Historians have no clue about survivorship bias, so they mistake visible properties for properties. – Nissim Nicholas Taleb
Taleb’s observation applies perfectly to Saswati’s research. Despite all the efforts authors have put in; they ignore survivorship bias and incorrectly blame “mercantile class” for their perceived sin of colluding with invaders.
Understanding Survivorship Bias
“A lot of people die of cancer these days. During our time hardly anyone died of cancer. This is because of this pollution, GMOs and other human interference in forces of nature.” says an old man.
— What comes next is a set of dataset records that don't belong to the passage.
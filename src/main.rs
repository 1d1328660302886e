//! Offline bundle export: `locale-hub-export <snapshot.json> <format> <out-dir>`.
//!
//! The snapshot is committed and published in a throwaway in-memory hub whose
//! work root is `<out-dir>`; the zip archive path is logged. Other settings
//! come from `.locale-hub.json` in the current directory when present.

use std::path::PathBuf;
use std::process::ExitCode;

use locale_hub_core::LocaleHub;
use locale_hub_core::commit::NewCommit;
use locale_hub_core::config::{
    HubSettings,
    discover_settings,
};
use locale_hub_core::manifest::Snapshot;
use tracing_subscriber::EnvFilter;

/// Project id of the throwaway hub.
const PROJECT_ID: &str = "local";

/// Positional command line arguments.
#[derive(Debug)]
struct Args {
    snapshot: PathBuf,
    format: String,
    out_dir: PathBuf,
}

impl Args {
    /// `None` unless exactly three arguments are given.
    fn parse() -> Option<Self> {
        let mut args = std::env::args_os().skip(1);
        let snapshot = args.next()?.into();
        let format = args.next()?.into_string().ok()?;
        let out_dir = args.next()?.into();
        if args.next().is_some() {
            return None;
        }
        Some(Self { snapshot, format, out_dir })
    }
}

/// Commit, publish and export the snapshot, returning the archive path.
async fn run(args: Args) -> Result<PathBuf, Box<dyn std::error::Error>> {
    let raw = tokio::fs::read_to_string(&args.snapshot).await?;
    let snapshot: Snapshot = serde_json::from_str(&raw)?;

    let settings = discover_settings(&std::env::current_dir()?)?;
    let hub = LocaleHub::in_memory(HubSettings { work_root: args.out_dir, ..settings })?;
    let commit = hub
        .append_commit(NewCommit {
            project_id: PROJECT_ID.to_string(),
            author_id: "locale-hub-export".to_string(),
            title: format!("Export {}", args.snapshot.display()),
            description: None,
            snapshot,
        })
        .await?;
    hub.set_publish_state(PROJECT_ID, &commit.id, true).await?;

    Ok(hub.generate_bundle(PROJECT_ID, &args.format).await?)
}

#[tokio::main]
async fn main() -> ExitCode {
    tracing_subscriber::fmt()
        .with_env_filter(EnvFilter::try_from_default_env().unwrap_or_else(|_| EnvFilter::new("info")))
        .with_writer(std::io::stderr)
        .with_ansi(false)
        .init();

    let Some(args) = Args::parse() else {
        tracing::error!("Usage: locale-hub-export <snapshot.json> <android|ios> <out-dir>");
        return ExitCode::from(2);
    };

    match run(args).await {
        Ok(archive) => {
            tracing::info!(archive = %archive.display(), "Export finished");
            ExitCode::SUCCESS
        }
        Err(e) => {
            tracing::error!("Export failed: {e}");
            ExitCode::FAILURE
        }
    }
}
While his observation might be correct he is completely wrong about the causes. The real reason why so many people die of cancer these days is because a lot of other diseases have been eliminated and hence all those people who did not die of TB, Leprosy, Asthma etc. now have to die of some robust disease that has survived human innovation. What the old man has missed is the fact that Cancer has survived whereas as other diseases have not. Humans are indeed living longer and in a better world than before.
War, colonialism, oppression all involve wealth. Wealth is created through trade. People who engage in trade are merchants. Together they are called the mercantile class. No war or colony is possible without significant involvement of mercantile class. Many times this war machine or colony needs so much wealth that no one can be a merchant without having some stake in the war or a colony.
Now imagine a patriotic merchant who decides he will not-cooperate with Islamic invaders or British colonial masters. Such merchant will get out of business sooner or later and someone who is more opportunistic will rise up the ladder quickly becoming the “mercantile class”. This is a “heads I win, tails you lose” situation where an outsider will always think that mercantile class is so shameless to have conspired along with foreign invaders.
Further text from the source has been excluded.